Eating an expensive steak is good and all but have you ever ordered wings at a classy restaurant, love the look on the waiter’s face.
Her: YOU’RE A PIECE OF SHIT!
Me: Well… at least I’m not all of the shit
Sex so good you see dead people.
My safe word is Worcestershire
The doctor said I’m addicted to meat but I said surely it can’t do any ham?
What I heard:
Wanna see who can outstink each other, pick ticks, worry about serial killers and fight bears for the good pooping spots?What they said: Want to go camping?

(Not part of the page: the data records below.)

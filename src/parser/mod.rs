pub mod locate;
pub mod normalize;
pub mod tags;

use serde_json::Value;
use tracing::{debug, info, warn};

use crate::model::Product;
use crate::nlp::Analyzer;
use normalize::{normalize_item, Normalized};

/// Per-payload counters, for logging and the CLI summary.
#[derive(Debug, Default, Clone, Copy, PartialEq, Eq)]
pub struct ExtractStats {
    pub raw_items: usize,
    pub ads: usize,
    pub rejected: usize,
    pub accepted: usize,
}

/// Parse a `__NEXT_DATA__` payload into organic Products.
/// Malformed JSON and unknown layouts both yield an empty list.
pub fn extract_products(json: &str, max_items: usize, analyzer: &dyn Analyzer) -> Vec<Product> {
    extract_with_stats(json, max_items, analyzer).0
}

pub fn extract_with_stats(
    json: &str,
    max_items: usize,
    analyzer: &dyn Analyzer,
) -> (Vec<Product>, ExtractStats) {
    let doc: Value = match serde_json::from_str(json) {
        Ok(doc) => doc,
        Err(e) => {
            warn!("Failed to parse payload JSON: {}", e);
            return (Vec::new(), ExtractStats::default());
        }
    };
    let (products, stats) = normalize_items(locate::locate_items(&doc), max_items, analyzer);
    if products.is_empty() {
        info!("No products found in payload");
    }
    (products, stats)
}

/// Single pass over the raw list. Ads and title-less items take no rank
/// and do not count toward `max_items`; once the cap is reached the rest
/// of the list is left untouched.
pub fn normalize_items(
    items: &[Value],
    max_items: usize,
    analyzer: &dyn Analyzer,
) -> (Vec<Product>, ExtractStats) {
    let mut products: Vec<Product> = Vec::with_capacity(max_items.min(items.len()));
    let mut stats = ExtractStats {
        raw_items: items.len(),
        ..Default::default()
    };

    for (i, raw) in items.iter().enumerate() {
        if products.len() >= max_items {
            break;
        }
        let rank = products.len() as u32 + 1;
        match normalize_item(raw, rank, analyzer) {
            Normalized::Organic(product) => {
                debug!("[Organic #{}] {} / {} / {}", rank, product.title, product.price, product.tags);
                products.push(product);
            }
            Normalized::Ad => stats.ads += 1,
            Normalized::MissingTitle => {
                debug!("Skipping item {} without a title", i);
                stats.rejected += 1;
            }
        }
    }

    stats.accepted = products.len();
    info!(
        "Extracted {} organic products ({} raw, {} ads skipped, {} without title)",
        stats.accepted, stats.raw_items, stats.ads, stats.rejected
    );
    (products, stats)
}

// ── Tests ──

#[cfg(test)]
mod tests {
    use super::*;
    use crate::nlp::ScriptAnalyzer;
    use serde_json::json;

    fn payload(list: Value) -> String {
        json!({"props": {"pageProps": {"compositeProducts": {"list": list}}}}).to_string()
    }

    fn extract(list: Value, max_items: usize) -> Vec<Product> {
        extract_products(&payload(list), max_items, &ScriptAnalyzer::new())
    }

    #[test]
    fn ad_item_fully_excluded() {
        let products = extract(
            json!([
                {"title": "Blue Wool Coat", "price": 50000, "mallName": "ShopA"},
                {"title": "Red Coat", "price": 30000, "adId": "x1"},
            ]),
            20,
        );
        assert_eq!(products.len(), 1);
        let p = &products[0];
        assert_eq!(p.rank, 1);
        assert_eq!(p.title, "Blue Wool Coat");
        assert_eq!(p.price, 50000);
        assert!(!p.is_ad);
    }

    #[test]
    fn titleless_item_consumes_no_rank() {
        let products = extract(
            json!([
                {"price": 100},
                {"title": "First"},
                {"adId": "a", "title": "Ad"},
                {"title": "Second"},
            ]),
            20,
        );
        let ranks: Vec<(u32, &str)> = products.iter().map(|p| (p.rank, p.title.as_str())).collect();
        assert_eq!(ranks, vec![(1, "First"), (2, "Second")]);
    }

    #[test]
    fn cap_counts_organic_only() {
        let list: Vec<Value> = (0..10)
            .map(|i| {
                if i % 2 == 0 {
                    json!({"title": format!("Ad {}", i), "adcrUrl": "/ad"})
                } else {
                    json!({"title": format!("Item {}", i)})
                }
            })
            .collect();
        let products = extract(Value::Array(list), 3);
        assert_eq!(products.len(), 3);
        assert_eq!(products[2].title, "Item 5");
        assert!(products.iter().all(|p| !p.is_ad));
    }

    #[test]
    fn ranks_dense_from_one() {
        let list: Vec<Value> = (0..30)
            .map(|i| match i % 3 {
                0 => json!({"title": format!("T{}", i)}),
                1 => json!({"adId": i}),
                _ => json!({"productName": ""}),
            })
            .collect();
        let products = extract(Value::Array(list), 20);
        assert_eq!(products.len(), 10);
        for (i, p) in products.iter().enumerate() {
            assert_eq!(p.rank as usize, i + 1);
        }
    }

    #[test]
    fn zero_cap_is_empty() {
        assert!(extract(json!([{"title": "A"}]), 0).is_empty());
    }

    #[test]
    fn malformed_json_is_empty() {
        let analyzer = ScriptAnalyzer::new();
        assert!(extract_products("{not json", 20, &analyzer).is_empty());
        assert!(extract_products("", 20, &analyzer).is_empty());
    }

    #[test]
    fn unknown_layout_is_empty() {
        let json = json!({"props": {"pageProps": {"somethingElse": []}}}).to_string();
        let (products, stats) = extract_with_stats(&json, 20, &ScriptAnalyzer::new());
        assert!(products.is_empty());
        assert_eq!(stats, ExtractStats::default());
    }

    #[test]
    fn stats_are_counted() {
        let (_, stats) = extract_with_stats(
            &payload(json!([{"title": "A"}, {"adId": "1"}, {}, {"title": "B"}])),
            20,
            &ScriptAnalyzer::new(),
        );
        assert_eq!(stats, ExtractStats { raw_items: 4, ads: 1, rejected: 1, accepted: 2 });
    }

    #[test]
    fn fixture_payload() {
        let json = std::fs::read_to_string("tests/fixtures/next_data.json").unwrap();
        let products = extract_products(&json, 20, &ScriptAnalyzer::new());
        assert_eq!(products.len(), 4);
        assert!(products.iter().all(|p| !p.is_ad));
        assert_eq!(products[0].title, "기모 부츠컷 슬랙스 겨울 여자 바지");
        assert_eq!(products[0].tags, "#겨울바지 #기모 #밴딩");
        assert_eq!(products[1].tags, "#밍크 #기모 #팬츠");
        assert_eq!(products[1].store_name, "Unknown");
        assert_eq!(products[2].url.as_str(), "https://smartstore.naver.com/pants/products/555");
        assert_eq!(products[2].price, 33000);
        assert_eq!(products[3].rank, 4);
        assert_eq!(products[3].tags, "#스판 #부츠컷");
    }
}
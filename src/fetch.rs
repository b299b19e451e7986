use std::sync::LazyLock;
use std::time::{Duration, Instant};

use anyhow::{anyhow, bail, Context, Result};
use rand::Rng;
use reqwest::header::{HeaderMap, HeaderValue, ACCEPT_LANGUAGE, REFERER};
use reqwest::{Client, StatusCode};
use scraper::{Html, Selector};
use tracing::{info, warn};

use crate::config;

static TITLE_SEL: LazyLock<Selector> = LazyLock::new(|| Selector::parse("title").unwrap());
static NEXT_DATA_SEL: LazyLock<Selector> =
    LazyLock::new(|| Selector::parse(config::NEXT_DATA_SELECTOR).unwrap());

/// Raw search page plus the request facts worth logging.
pub struct SearchPage {
    pub url: String,
    pub html: String,
    pub status: StatusCode,
    pub latency_ms: u128,
}

pub fn build_client() -> Result<Client> {
    let mut headers = HeaderMap::new();
    headers.insert(REFERER, HeaderValue::from_static(config::REFERER));
    headers.insert(ACCEPT_LANGUAGE, HeaderValue::from_static(config::ACCEPT_LANGUAGE));

    Client::builder()
        .user_agent(config::USER_AGENT)
        .default_headers(headers)
        .timeout(Duration::from_secs(config::REQUEST_TIMEOUT_SECS))
        .build()
        .context("Failed to build HTTP client")
}

/// Fetch the mobile search page for `keyword`, waiting a random delay
/// first and retrying rate limits and server errors with backoff.
pub async fn fetch_search_page(client: &Client, keyword: &str) -> Result<SearchPage> {
    let delay = random_delay();
    info!("Waiting {:.2}s before request", delay.as_secs_f64());
    tokio::time::sleep(delay).await;

    for attempt in 0..=config::MAX_RETRIES {
        let page = fetch_once(client, keyword).await?;
        let status = page.status;

        let should_retry = status == StatusCode::TOO_MANY_REQUESTS || status.is_server_error();
        if !should_retry {
            if !status.is_success() {
                bail!("Search request for {:?} failed with HTTP {}", keyword, page.status);
            }
            if is_captcha(&page.html) {
                bail!("Captcha page served for {:?}; try again later", keyword);
            }
            info!("Fetched {} ({} bytes, {}ms)", page.url, page.html.len(), page.latency_ms);
            return Ok(page);
        }
        if attempt == config::MAX_RETRIES {
            break;
        }

        let backoff = Duration::from_millis(config::BASE_BACKOFF_MS * 2u64.pow(attempt));
        warn!(
            "HTTP {} for {:?} (attempt {}/{}), backing off {:.1}s",
            page.status,
            keyword,
            attempt + 1,
            config::MAX_RETRIES,
            backoff.as_secs_f64()
        );
        tokio::time::sleep(backoff).await;
    }

    Err(anyhow!("Gave up on {:?} after {} retries", keyword, config::MAX_RETRIES))
}

async fn fetch_once(client: &Client, keyword: &str) -> Result<SearchPage> {
    let start = Instant::now();
    let response = client
        .get(config::SEARCH_URL)
        .query(&[("query", keyword), ("productSet", "total")])
        .send()
        .await
        .with_context(|| format!("Search request for {:?} failed", keyword))?;

    let url = response.url().to_string();
    let status = response.status();
    let html = response.text().await.context("Failed to read search page body")?;

    Ok(SearchPage {
        url,
        html,
        status,
        latency_ms: start.elapsed().as_millis(),
    })
}

fn random_delay() -> Duration {
    let secs = rand::rng().random_range(config::MIN_REQUEST_DELAY_SECS..=config::MAX_REQUEST_DELAY_SECS);
    Duration::from_secs_f64(secs)
}

pub fn is_captcha(html: &str) -> bool {
    if config::CAPTCHA_MARKERS.iter().any(|m| html.contains(m)) {
        return true;
    }
    let doc = Html::parse_document(html);
    doc.select(&TITLE_SEL)
        .next()
        .map(|t| t.text().collect::<String>().to_lowercase().contains("captcha"))
        .unwrap_or(false)
}

/// Text of the `__NEXT_DATA__` script, if the page has one.
pub fn extract_next_data(html: &str) -> Option<String> {
    let doc = Html::parse_document(html);
    let text: String = doc.select(&NEXT_DATA_SEL).next()?.text().collect();
    let text = text.trim();
    if text.is_empty() {
        None
    } else {
        Some(text.to_string())
    }
}

/// Payload from a saved file: HTML pages are searched for the script,
/// anything that already looks like JSON is returned as-is.
pub fn payload_from_saved(contents: &str) -> Option<String> {
    let trimmed = contents.trim_start();
    if trimmed.starts_with('{') || trimmed.starts_with('[') {
        return Some(trimmed.to_string());
    }
    let payload = extract_next_data(contents);
    if payload.is_none() {
        warn!("__NEXT_DATA__ script not found in page");
    }
    payload
}
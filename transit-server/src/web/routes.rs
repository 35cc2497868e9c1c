//! HTTP route handlers.

use axum::{
    Json, Router,
    extract::{Query, State},
    http::StatusCode,
    response::IntoResponse,
    routing::get,
};
use chrono::Utc;
use tower_http::trace::TraceLayer;
use tracing::{error, warn};

use crate::domain::{RoutePoint, parse_iso_datetime};
use crate::siri::{SiriError, SourceStatus};

use super::dto::*;
use super::state::AppState;

/// Create the application router.
pub fn create_router(state: AppState) -> Router {
    Router::new()
        .route("/health", get(health))
        .route("/status", get(status))
        .route("/next_passages", get(next_passages))
        .layer(TraceLayer::new_for_http())
        .with_state(state)
}

/// Health check endpoint.
async fn health() -> &'static str {
    "ok"
}

/// Real-time source status, circuit breaker included.
async fn status(State(state): State<AppState>) -> Json<SourceStatus> {
    Json(state.siri.status())
}

/// Next passages at a route point.
///
/// Provider outages are not errors: the response then says `realtime: false`.
async fn next_passages(
    State(state): State<AppState>,
    Query(req): Query<NextPassagesRequest>,
) -> Result<Json<NextPassagesResponse>, AppError> {
    let count = req.count.unwrap_or(DEFAULT_COUNT);
    if count == 0 || count > MAX_COUNT {
        return Err(AppError::BadRequest {
            message: format!("count must be between 1 and {MAX_COUNT}, got {count}"),
        });
    }

    let now = Utc::now();
    let from_dt = match req.from.as_deref() {
        Some(from) => parse_iso_datetime(from).map_err(|e| AppError::BadRequest {
            message: e.to_string(),
        })?,
        None => now,
    };

    let siri = &state.siri;
    let route_point =
        RoutePoint::single_tag(siri.object_id_tag(), req.stop_point, req.line, req.route);

    let passages = siri.next_passages(&route_point, count, from_dt, now).await?;

    Ok(Json(NextPassagesResponse::new(siri.id(), passages.as_deref())))
}

/// Application error type.
#[derive(Debug)]
pub enum AppError {
    BadRequest { message: String },
    BadGateway { message: String },
}

impl From<SiriError> for AppError {
    fn from(e: SiriError) -> Self {
        AppError::BadGateway {
            message: e.to_string(),
        }
    }
}

impl IntoResponse for AppError {
    fn into_response(self) -> axum::response::Response {
        let (status, message) = match self {
            AppError::BadRequest { message } => {
                warn!(%message, "bad request");
                (StatusCode::BAD_REQUEST, message)
            }
            AppError::BadGateway { message } => {
                error!(%message, "real-time provider returned an unusable response");
                (StatusCode::BAD_GATEWAY, message)
            }
        };

        let body = Json(ErrorResponse { error: message });
        (status, body).into_response()
    }
}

“That is fertilizer” -Vin Scully
not to brag but once I was flirting with this girl and a day later she got back with her ex
ME: u know what they say, drink with one eye open
WIFE: they don’t say that, you’re drunk
ME: *closes other eye* it is very dark in here
“they arent wearing seatbelts” – my mom watching a car chase scene in any action movie
HEY GRAPEFRUIT, know what else is a grape AND a fruit? GRAPES. yeah. so get your own name you citrus idiot
Me, since I was 5: I wish I had curly hair!!
Life: Okay, I’ll give her only one curly hair that’s gray and sticks straight up in her mid thirties.
Told my boss I would be turning in my badge and my gun. He said you work in IT, why do you have a gun.
This morning my therapist said more people need to do things without expecting anything in return, so I left without paying her.
I schedule my tweets pretty far out in advance, so I might not be funny now, but I’ve got a banger coming in August of 2037.
Getting caught under your desk and coming up with nothing in your hand is always so hard to explain.